▶ Task to carry out: Look through the data below and return each line where "ModelLoadError" appears.

Supplied material Start Marker

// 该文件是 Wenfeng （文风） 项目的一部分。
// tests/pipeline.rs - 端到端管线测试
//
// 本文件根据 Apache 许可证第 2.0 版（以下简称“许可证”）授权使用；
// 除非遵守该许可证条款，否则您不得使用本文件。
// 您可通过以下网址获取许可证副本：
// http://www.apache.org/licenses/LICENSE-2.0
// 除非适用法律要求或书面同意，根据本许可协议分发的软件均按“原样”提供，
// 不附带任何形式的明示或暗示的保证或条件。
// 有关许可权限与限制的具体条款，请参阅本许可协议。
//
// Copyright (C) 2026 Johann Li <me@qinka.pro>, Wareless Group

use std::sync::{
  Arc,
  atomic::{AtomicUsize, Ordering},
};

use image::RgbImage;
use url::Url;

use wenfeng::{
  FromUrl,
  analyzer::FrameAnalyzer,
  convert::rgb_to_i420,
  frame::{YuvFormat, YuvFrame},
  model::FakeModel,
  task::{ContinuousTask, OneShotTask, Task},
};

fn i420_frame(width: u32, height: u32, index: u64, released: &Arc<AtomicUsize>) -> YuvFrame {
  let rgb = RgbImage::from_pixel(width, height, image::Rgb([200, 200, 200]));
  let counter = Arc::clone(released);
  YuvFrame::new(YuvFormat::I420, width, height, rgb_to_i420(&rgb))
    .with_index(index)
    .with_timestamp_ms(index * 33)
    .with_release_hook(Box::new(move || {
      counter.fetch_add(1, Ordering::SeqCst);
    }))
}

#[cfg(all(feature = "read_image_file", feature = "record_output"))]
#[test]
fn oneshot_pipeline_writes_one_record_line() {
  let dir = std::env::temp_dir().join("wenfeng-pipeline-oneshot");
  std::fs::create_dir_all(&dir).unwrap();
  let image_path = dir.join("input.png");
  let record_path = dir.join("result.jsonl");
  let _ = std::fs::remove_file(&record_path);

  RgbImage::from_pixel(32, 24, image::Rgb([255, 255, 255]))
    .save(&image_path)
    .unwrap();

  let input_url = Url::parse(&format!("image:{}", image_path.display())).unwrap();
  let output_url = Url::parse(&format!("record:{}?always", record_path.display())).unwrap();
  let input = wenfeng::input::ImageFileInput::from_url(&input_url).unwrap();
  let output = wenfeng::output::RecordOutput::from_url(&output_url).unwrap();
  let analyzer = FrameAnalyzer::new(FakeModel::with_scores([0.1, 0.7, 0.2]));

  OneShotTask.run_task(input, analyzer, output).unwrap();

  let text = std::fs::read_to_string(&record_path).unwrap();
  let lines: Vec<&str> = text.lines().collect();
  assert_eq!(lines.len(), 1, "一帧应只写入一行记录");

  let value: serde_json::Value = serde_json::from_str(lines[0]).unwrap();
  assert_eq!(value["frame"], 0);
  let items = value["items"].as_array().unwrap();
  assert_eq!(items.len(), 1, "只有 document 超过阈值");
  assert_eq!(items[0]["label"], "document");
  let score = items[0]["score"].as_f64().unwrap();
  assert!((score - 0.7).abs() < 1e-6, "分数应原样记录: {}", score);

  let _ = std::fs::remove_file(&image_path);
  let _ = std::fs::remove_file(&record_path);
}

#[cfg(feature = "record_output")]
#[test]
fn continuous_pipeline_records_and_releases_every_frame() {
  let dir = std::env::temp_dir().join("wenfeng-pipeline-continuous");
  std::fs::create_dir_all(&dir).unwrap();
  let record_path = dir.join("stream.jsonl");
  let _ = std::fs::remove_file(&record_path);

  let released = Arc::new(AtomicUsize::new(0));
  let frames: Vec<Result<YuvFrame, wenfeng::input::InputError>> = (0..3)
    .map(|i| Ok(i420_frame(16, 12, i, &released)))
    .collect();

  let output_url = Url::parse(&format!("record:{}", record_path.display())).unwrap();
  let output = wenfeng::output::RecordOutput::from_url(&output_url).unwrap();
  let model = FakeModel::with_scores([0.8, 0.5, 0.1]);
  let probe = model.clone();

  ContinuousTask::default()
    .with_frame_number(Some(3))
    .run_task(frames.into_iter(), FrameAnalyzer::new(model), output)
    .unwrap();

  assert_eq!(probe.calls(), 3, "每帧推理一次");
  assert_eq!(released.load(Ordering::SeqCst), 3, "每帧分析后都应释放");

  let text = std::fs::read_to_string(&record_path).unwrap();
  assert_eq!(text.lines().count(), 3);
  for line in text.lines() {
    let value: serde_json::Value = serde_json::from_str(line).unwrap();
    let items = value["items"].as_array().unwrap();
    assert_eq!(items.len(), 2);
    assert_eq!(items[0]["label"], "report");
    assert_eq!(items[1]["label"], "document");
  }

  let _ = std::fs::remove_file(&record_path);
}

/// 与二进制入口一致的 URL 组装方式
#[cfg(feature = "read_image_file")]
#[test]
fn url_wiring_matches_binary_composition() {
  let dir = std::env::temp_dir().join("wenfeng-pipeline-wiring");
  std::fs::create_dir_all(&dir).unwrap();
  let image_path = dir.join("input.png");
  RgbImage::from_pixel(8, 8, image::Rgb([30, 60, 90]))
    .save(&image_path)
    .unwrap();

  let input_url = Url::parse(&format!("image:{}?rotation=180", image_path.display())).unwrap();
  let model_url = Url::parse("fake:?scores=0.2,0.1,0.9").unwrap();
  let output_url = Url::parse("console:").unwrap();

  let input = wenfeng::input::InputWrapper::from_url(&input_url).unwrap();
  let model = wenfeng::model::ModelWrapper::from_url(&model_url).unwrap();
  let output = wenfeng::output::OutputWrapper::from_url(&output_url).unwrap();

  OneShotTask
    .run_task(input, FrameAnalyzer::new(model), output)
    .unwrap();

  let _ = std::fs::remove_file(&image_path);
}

Supplied material End Marker
Supplied material Start Marker

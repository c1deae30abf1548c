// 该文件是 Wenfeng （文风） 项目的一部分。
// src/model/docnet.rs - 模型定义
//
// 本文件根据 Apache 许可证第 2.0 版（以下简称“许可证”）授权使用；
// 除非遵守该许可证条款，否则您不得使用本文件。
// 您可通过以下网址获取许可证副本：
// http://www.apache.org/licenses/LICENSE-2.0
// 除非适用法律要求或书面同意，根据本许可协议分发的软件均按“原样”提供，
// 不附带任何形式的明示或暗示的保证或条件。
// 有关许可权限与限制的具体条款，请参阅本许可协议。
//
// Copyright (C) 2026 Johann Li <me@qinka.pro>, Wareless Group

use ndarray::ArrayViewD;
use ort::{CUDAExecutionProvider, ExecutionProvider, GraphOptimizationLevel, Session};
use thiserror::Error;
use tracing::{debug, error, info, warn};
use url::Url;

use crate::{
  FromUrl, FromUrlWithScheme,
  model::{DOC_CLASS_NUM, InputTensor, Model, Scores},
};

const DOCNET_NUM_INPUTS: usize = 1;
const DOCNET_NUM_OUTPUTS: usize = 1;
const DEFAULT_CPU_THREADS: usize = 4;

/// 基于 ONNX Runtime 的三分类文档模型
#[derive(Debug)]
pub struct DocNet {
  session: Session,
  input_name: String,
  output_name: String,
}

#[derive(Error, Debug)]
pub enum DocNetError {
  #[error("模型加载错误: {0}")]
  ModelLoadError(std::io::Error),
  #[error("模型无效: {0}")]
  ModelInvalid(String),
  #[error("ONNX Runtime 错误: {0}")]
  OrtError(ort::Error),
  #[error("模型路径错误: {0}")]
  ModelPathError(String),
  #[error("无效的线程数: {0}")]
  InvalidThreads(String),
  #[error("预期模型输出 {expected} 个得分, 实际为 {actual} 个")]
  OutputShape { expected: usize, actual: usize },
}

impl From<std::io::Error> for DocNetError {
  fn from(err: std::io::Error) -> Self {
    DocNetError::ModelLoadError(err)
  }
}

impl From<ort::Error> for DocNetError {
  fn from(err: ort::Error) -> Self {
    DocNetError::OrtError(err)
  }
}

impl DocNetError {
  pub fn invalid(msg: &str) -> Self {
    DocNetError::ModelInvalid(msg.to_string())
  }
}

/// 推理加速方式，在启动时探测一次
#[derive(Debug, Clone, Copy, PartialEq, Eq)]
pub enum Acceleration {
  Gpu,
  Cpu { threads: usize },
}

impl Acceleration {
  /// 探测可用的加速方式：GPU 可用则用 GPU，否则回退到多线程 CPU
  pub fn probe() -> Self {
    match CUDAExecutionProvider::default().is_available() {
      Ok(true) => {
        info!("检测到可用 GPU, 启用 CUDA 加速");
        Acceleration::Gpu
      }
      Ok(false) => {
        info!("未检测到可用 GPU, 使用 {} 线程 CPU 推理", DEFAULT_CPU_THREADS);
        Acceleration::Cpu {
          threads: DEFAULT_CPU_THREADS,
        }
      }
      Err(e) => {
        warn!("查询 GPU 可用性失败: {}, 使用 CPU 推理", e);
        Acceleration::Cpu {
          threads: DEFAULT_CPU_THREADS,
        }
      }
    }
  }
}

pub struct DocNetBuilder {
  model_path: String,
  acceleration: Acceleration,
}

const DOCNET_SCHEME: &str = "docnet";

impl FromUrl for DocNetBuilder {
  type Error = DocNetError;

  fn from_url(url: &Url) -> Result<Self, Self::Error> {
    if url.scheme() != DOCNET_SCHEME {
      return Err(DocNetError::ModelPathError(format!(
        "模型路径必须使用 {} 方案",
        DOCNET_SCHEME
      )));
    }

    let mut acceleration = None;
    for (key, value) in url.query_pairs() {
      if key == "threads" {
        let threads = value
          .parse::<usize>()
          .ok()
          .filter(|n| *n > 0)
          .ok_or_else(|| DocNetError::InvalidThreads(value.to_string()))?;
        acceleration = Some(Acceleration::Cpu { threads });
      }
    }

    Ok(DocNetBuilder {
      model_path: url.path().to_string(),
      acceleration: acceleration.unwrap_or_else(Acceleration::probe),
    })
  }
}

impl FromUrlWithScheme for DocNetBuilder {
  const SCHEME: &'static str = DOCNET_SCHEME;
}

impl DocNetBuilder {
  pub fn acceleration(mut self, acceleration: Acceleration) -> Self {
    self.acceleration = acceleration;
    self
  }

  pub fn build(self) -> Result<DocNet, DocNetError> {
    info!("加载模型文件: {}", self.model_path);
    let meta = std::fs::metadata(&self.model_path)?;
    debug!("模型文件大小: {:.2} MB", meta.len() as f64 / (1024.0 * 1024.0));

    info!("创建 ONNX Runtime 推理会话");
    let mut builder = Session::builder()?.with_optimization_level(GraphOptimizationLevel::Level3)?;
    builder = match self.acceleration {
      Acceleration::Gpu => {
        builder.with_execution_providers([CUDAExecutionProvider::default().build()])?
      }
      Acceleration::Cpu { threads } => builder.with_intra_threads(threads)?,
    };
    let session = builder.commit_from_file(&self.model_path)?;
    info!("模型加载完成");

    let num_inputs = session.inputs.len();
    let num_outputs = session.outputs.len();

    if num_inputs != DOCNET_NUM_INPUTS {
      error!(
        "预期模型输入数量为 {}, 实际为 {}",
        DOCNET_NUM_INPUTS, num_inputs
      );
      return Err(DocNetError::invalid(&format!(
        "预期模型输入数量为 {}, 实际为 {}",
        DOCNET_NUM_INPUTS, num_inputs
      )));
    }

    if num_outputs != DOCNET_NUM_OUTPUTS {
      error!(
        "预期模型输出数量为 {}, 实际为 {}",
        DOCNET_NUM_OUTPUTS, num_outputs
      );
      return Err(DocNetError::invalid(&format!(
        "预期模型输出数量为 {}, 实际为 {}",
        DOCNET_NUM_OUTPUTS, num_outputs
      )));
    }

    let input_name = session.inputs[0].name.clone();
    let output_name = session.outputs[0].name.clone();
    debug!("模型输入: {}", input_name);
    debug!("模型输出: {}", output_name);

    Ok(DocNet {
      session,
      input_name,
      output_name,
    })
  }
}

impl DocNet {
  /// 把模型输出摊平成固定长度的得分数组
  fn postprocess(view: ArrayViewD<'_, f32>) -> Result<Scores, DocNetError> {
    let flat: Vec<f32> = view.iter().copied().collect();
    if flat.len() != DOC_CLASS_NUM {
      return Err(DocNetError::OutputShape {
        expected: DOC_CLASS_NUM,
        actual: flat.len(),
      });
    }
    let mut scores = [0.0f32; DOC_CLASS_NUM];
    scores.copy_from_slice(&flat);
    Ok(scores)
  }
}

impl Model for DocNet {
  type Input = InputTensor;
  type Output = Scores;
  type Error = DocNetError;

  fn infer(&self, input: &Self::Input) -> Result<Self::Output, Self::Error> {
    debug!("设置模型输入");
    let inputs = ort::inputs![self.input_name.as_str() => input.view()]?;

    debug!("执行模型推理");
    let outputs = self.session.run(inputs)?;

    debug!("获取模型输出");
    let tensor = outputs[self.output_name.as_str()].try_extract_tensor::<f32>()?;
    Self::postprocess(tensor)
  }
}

Supplied material End Marker

▶ Solution to this problem:
  ModelLoadError(std::io::Error),
    DocNetError::ModelLoadError(err)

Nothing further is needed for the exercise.